Disclaimer: I own nahsing. Nahsiiiiing! Really, though. Characters are all courtesy of J.K. Rowling.

Author's Note: This is my first fan fiction. Do please be kind? I've no betas of any sort, so proof reading has been up to me, and I do hope that I didn't miss anything. I did notice that I use commas a LOT. And very long sentences, or sentences that aren't technically sentences. Argh. Critiques welcome, it will help me grow into this process. Also, several things to note:

1.) Hermione is approaching 30. Roughly a decade has passed since the final battle.

2.) It's pretty AU.

3.) I don't give all the info at the beginning. For a rough back story, I would like to say that Hermione was hit by an extremely debilitating curse during the final battle that has left her right leg with very little mobility. I probably won't go too in depth.

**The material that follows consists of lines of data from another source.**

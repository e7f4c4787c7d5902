//! In-process relay: one hub per session, one client handle per member.
//!
//! Writes commit to the hub bag immediately under the hub lock, so arrival
//! order at the hub is the last-write-wins order. What each member *sees* is
//! a per-member replicated view that only advances when [`MemoryRelayHub::pump`]
//! delivers the queued change notifications, including to the writer
//! itself. That models the relay's asynchronous echo: a write returns before
//! any member observes it, and two members can act on stale views in the
//! window between commit and delivery.
//!
//! Members joining mid-session snapshot the committed bag, since the relay
//! sends full state on join rather than replaying history.

use std::collections::{HashMap, VecDeque};
use std::sync::Arc;

use parking_lot::Mutex;
use tracing::debug;

use crate::relay::{Member, MemberId, PropertyMap, RelayObserver, SessionRelay};

enum Event {
    JoinedSession,
    RoomChanged(PropertyMap),
    MemberChanged(Member, PropertyMap),
    MemberJoined(Member),
    MemberLeft(Member),
    CoordinatorChanged(Member),
}

struct Delivery {
    to: MemberId,
    event: Event,
}

struct ClientState {
    member: Member,
    observer: Arc<dyn RelayObserver>,
    /// This member's replicated view of the room bag.
    room_view: PropertyMap,
    /// This member's replicated view of every member's bag.
    member_views: HashMap<MemberId, PropertyMap>,
}

#[derive(Default)]
struct HubState {
    /// Committed room bag; the source of join snapshots.
    room: PropertyMap,
    /// Committed member bags.
    member_props: HashMap<MemberId, PropertyMap>,
    clients: HashMap<MemberId, ClientState>,
    /// Join order; the scan order every client reports.
    roster: Vec<MemberId>,
    coordinator: Option<MemberId>,
    next_id: MemberId,
    queue: VecDeque<Delivery>,
    writes: u64,
}

/// One session's worth of shared relay state.
pub struct MemoryRelayHub {
    state: Mutex<HubState>,
}

impl MemoryRelayHub {
    pub fn new() -> Arc<Self> {
        Arc::new(Self {
            state: Mutex::new(HubState::default()),
        })
    }

    /// A client handle that is not yet in the session; call
    /// [`MemoryRelay::join`] to enter.
    pub fn client(self: &Arc<Self>) -> Arc<MemoryRelay> {
        Arc::new(MemoryRelay {
            hub: Arc::clone(self),
            local: Mutex::new(None),
        })
    }

    /// Drains the delivery queue, invoking each recipient's observer.
    ///
    /// Handlers may issue further writes; those enqueue behind and are
    /// drained in the same call. Returns the number of deliveries made.
    pub fn pump(&self) -> usize {
        let mut delivered = 0usize;
        loop {
            let Some((observer, event)) = self.next_delivery() else {
                break;
            };
            dispatch(observer.as_ref(), &event);
            delivered += 1;
        }
        delivered
    }

    /// Total property writes committed so far, for asserting that inbound
    /// echoes trigger no outbound writes.
    pub fn writes_issued(&self) -> u64 {
        self.state.lock().writes
    }

    /// Pops the next deliverable event, merging it into the recipient's
    /// replicated view first so the callback observes a consistent snapshot.
    /// The callback itself runs without the hub lock held.
    fn next_delivery(&self) -> Option<(Arc<dyn RelayObserver>, Event)> {
        let mut hub = self.state.lock();
        while let Some(delivery) = hub.queue.pop_front() {
            let Some(client) = hub.clients.get_mut(&delivery.to) else {
                // recipient left before the queue drained
                continue;
            };
            match &delivery.event {
                Event::RoomChanged(changed) => {
                    for (key, value) in changed {
                        client.room_view.insert(key.clone(), value.clone());
                    }
                }
                Event::MemberChanged(member, changed) => {
                    let view = client.member_views.entry(member.id).or_default();
                    for (key, value) in changed {
                        view.insert(key.clone(), value.clone());
                    }
                }
                Event::MemberLeft(departed) => {
                    client.member_views.remove(&departed.id);
                }
                _ => {}
            }
            let observer = Arc::clone(&client.observer);
            return Some((observer, delivery.event));
        }
        None
    }
}

fn dispatch(observer: &dyn RelayObserver, event: &Event) {
    match event {
        Event::JoinedSession => observer.on_joined_session(),
        Event::RoomChanged(changed) => observer.on_room_properties_changed(changed),
        Event::MemberChanged(member, changed) => {
            observer.on_member_properties_changed(member, changed)
        }
        Event::MemberJoined(member) => observer.on_member_joined(member),
        Event::MemberLeft(member) => observer.on_member_left(member),
        Event::CoordinatorChanged(member) => observer.on_coordinator_changed(member),
    }
}

/// Per-member client handle implementing the relay contract.
pub struct MemoryRelay {
    hub: Arc<MemoryRelayHub>,
    local: Mutex<Option<MemberId>>,
}

impl MemoryRelay {
    /// Enters the session, registering `observer` for event delivery.
    ///
    /// The first member becomes coordinator. The joiner's replicated view
    /// starts as a snapshot of the committed bag; the `on_joined_session`
    /// delivery is queued, not synchronous.
    pub fn join(&self, name: &str, observer: Arc<dyn RelayObserver>) -> MemberId {
        let mut local = self.local.lock();
        if let Some(id) = *local {
            debug!(member_id = id, "join ignored, already in session");
            return id;
        }
        let mut hub = self.hub.state.lock();
        hub.next_id += 1;
        let id = hub.next_id;
        let member = Member {
            id,
            name: name.to_string(),
        };
        hub.member_props.insert(id, PropertyMap::new());
        let client = ClientState {
            member: member.clone(),
            observer,
            room_view: hub.room.clone(),
            member_views: hub.member_props.clone(),
        };
        hub.clients.insert(id, client);
        let others: Vec<MemberId> = hub.roster.clone();
        hub.roster.push(id);
        if hub.coordinator.is_none() {
            hub.coordinator = Some(id);
        }
        hub.queue.push_back(Delivery {
            to: id,
            event: Event::JoinedSession,
        });
        for other in others {
            hub.queue.push_back(Delivery {
                to: other,
                event: Event::MemberJoined(member.clone()),
            });
        }
        drop(hub);
        *local = Some(id);
        id
    }

    /// Leaves the session. The departing member's properties die with it,
    /// the coordinator role moves to the earliest remaining member, and the
    /// leaver's own observer is told synchronously (its connection is gone;
    /// there is nothing left to echo through).
    pub fn leave(&self) {
        let mut local = self.local.lock();
        let Some(id) = local.take() else {
            debug!("leave ignored, not in a session");
            return;
        };
        let mut hub = self.hub.state.lock();
        hub.roster.retain(|&m| m != id);
        hub.member_props.remove(&id);
        let departed = hub.clients.remove(&id);
        let departed_member = departed
            .as_ref()
            .map(|c| c.member.clone())
            .unwrap_or(Member {
                id,
                name: String::new(),
            });

        if hub.roster.is_empty() {
            // last member out: the session is destroyed with its bags
            hub.room.clear();
            hub.member_props.clear();
            hub.coordinator = None;
        }

        let mut new_coordinator = None;
        if hub.coordinator == Some(id) {
            hub.coordinator = hub.roster.first().copied();
            new_coordinator = hub
                .coordinator
                .and_then(|c| hub.clients.get(&c))
                .map(|c| c.member.clone());
        }

        let remaining: Vec<MemberId> = hub.roster.clone();
        for &other in &remaining {
            hub.queue.push_back(Delivery {
                to: other,
                event: Event::MemberLeft(departed_member.clone()),
            });
        }
        if let Some(coordinator) = new_coordinator {
            for &other in &remaining {
                hub.queue.push_back(Delivery {
                    to: other,
                    event: Event::CoordinatorChanged(coordinator.clone()),
                });
            }
        }
        drop(hub);
        drop(local);
        if let Some(client) = departed {
            client.observer.on_left_session();
        }
    }
}

impl SessionRelay for MemoryRelay {
    fn is_in_session(&self) -> bool {
        self.local.lock().is_some()
    }

    fn local_member(&self) -> Option<Member> {
        let id = (*self.local.lock())?;
        let hub = self.hub.state.lock();
        hub.clients.get(&id).map(|c| c.member.clone())
    }

    fn session_members(&self) -> Vec<Member> {
        let hub = self.hub.state.lock();
        hub.roster
            .iter()
            .filter_map(|id| hub.clients.get(id))
            .map(|c| c.member.clone())
            .collect()
    }

    fn is_coordinator(&self) -> bool {
        let id = *self.local.lock();
        id.is_some() && self.hub.state.lock().coordinator == id
    }

    fn room_properties(&self) -> PropertyMap {
        let Some(id) = *self.local.lock() else {
            return PropertyMap::new();
        };
        let hub = self.hub.state.lock();
        hub.clients
            .get(&id)
            .map(|c| c.room_view.clone())
            .unwrap_or_default()
    }

    fn set_room_properties(&self, changes: PropertyMap) {
        if self.local.lock().is_none() {
            debug!("room write dropped, not in a session");
            return;
        }
        if changes.is_empty() {
            return;
        }
        let mut hub = self.hub.state.lock();
        for (key, value) in &changes {
            hub.room.insert(key.clone(), value.clone());
        }
        hub.writes += 1;
        let recipients = hub.roster.clone();
        for to in recipients {
            hub.queue.push_back(Delivery {
                to,
                event: Event::RoomChanged(changes.clone()),
            });
        }
    }

    fn member_properties(&self, member: MemberId) -> PropertyMap {
        let Some(id) = *self.local.lock() else {
            return PropertyMap::new();
        };
        let hub = self.hub.state.lock();
        hub.clients
            .get(&id)
            .and_then(|c| c.member_views.get(&member).cloned())
            .unwrap_or_default()
    }

    fn set_member_properties(&self, member: MemberId, changes: PropertyMap) {
        if self.local.lock().is_none() {
            debug!("member write dropped, not in a session");
            return;
        }
        if changes.is_empty() {
            return;
        }
        let mut hub = self.hub.state.lock();
        let Some(target) = hub.clients.get(&member).map(|c| c.member.clone()) else {
            debug!(member_id = member, "member write dropped, no such member");
            return;
        };
        let props = hub.member_props.entry(member).or_default();
        for (key, value) in &changes {
            props.insert(key.clone(), value.clone());
        }
        hub.writes += 1;
        let recipients = hub.roster.clone();
        for to in recipients {
            hub.queue.push_back(Delivery {
                to,
                event: Event::MemberChanged(target.clone(), changes.clone()),
            });
        }
    }
}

But, all the details regarding it, and regarding MOST THINGS occurring in this story will be explained in due time. Not really a 'HERMIONE THINKS ABOUT THE FACT OF THIS' kind of writer. I give detailed descriptions over time.

And now, without further adieu...

Act I

In which, Hermione Granger may have begun hallucinating

"Granger."

Hermione continued grading papers as if she had not heard the drawling, sneering voice. Seeing as how it was shortly after lunch, but before Severus Snape's seventh year class, she could only conclude that he had come to berate her. After all, after lunch but before the seventh years was third year Ravenclaw and Hufflepuff double potions.

"Granger. If you do not respond to me this instant I shall hex you into the afterlife so swiftly you will reincarnate as a pygmy puff," he hissed.

Granger snorted in what could only be described as a decided lack of intimidation and scrawled a note in gold ink atop the essay on the top of her stack. (An interesting theory, Miss Tirion, but I regret to inform you that you cannot bypass the strict laws of transfiguration. Were you to roast a pig transfigured from another object and eat it, you would fall ill, and death may very well follow shortly after. No food!) Pushing a hand through her hair and finding it tangled, she glanced over at Snape hovering at the side of her desk as she attempted to extricate her fingers.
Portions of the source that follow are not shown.